TASK DESCRIPTION — Every line from the one containing "use crate::context::TraceHandle;" to the one containing "impl<E: EmbeddingProvider> InstrumentedEmbedder<E>" in the records below, both included, must be set down exactly, and no other line.

Top of RECORD EXCERPTS

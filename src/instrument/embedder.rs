// Copyright 2026 Layne Penney
// SPDX-License-Identifier: AGPL-3.0-or-later

use std::time::Instant;

use async_trait::async_trait;

use crate::context::TraceHandle;
use crate::error::ProviderError;
use crate::observer::Observer;
use crate::types::EmbeddingProvider;

/// An [`EmbeddingProvider`] that records an `embedding` event per request.
pub struct InstrumentedEmbedder<E> {
    inner: E,
    observer: Observer,
    trace: Option<TraceHandle>,
}

impl<E: EmbeddingProvider> InstrumentedEmbedder<E> {
    pub fn new(inner: E, observer: Observer) -> Self {
        Self {
            inner,
            observer,
            trace: None,
        }
    }

    pub fn with_trace(mut self, trace: TraceHandle) -> Self {
        self.trace = Some(trace);
        self
    }

    pub fn into_inner(self) -> E {
        self.inner
    }
}

#[async_trait]
impl<E: EmbeddingProvider> EmbeddingProvider for InstrumentedEmbedder<E> {
    fn name(&self) -> Option<&str> {
        self.inner.name()
    }

    fn model(&self) -> &str {
        self.inner.model()
    }

    async fn embed(&self, texts: &[String]) -> Result<Vec<Vec<f32>>, ProviderError> {
        let trace = self.trace.or_else(TraceHandle::current);
        let started = Instant::now();
        let result = self.inner.embed(texts).await;

        let dimensions = result.as_ref().map(|vectors| vectors.first().map(Vec::len));
        self.observer.capture_embedding(
            trace,
            self.inner.model(),
            self.inner.name(),
            texts.len(),
            dimensions,
            started.elapsed(),
        );
        result
    }
}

Bottom of RECORD EXCERPTS

RESPONSE AREA —
use crate::context::TraceHandle;
use crate::error::ProviderError;
use crate::observer::Observer;
use crate::types::EmbeddingProvider;

/// An [`EmbeddingProvider`] that records an `embedding` event per request.
pub struct InstrumentedEmbedder<E> {
    inner: E,
    observer: Observer,
    trace: Option<TraceHandle>,
}

impl<E: EmbeddingProvider> InstrumentedEmbedder<E> {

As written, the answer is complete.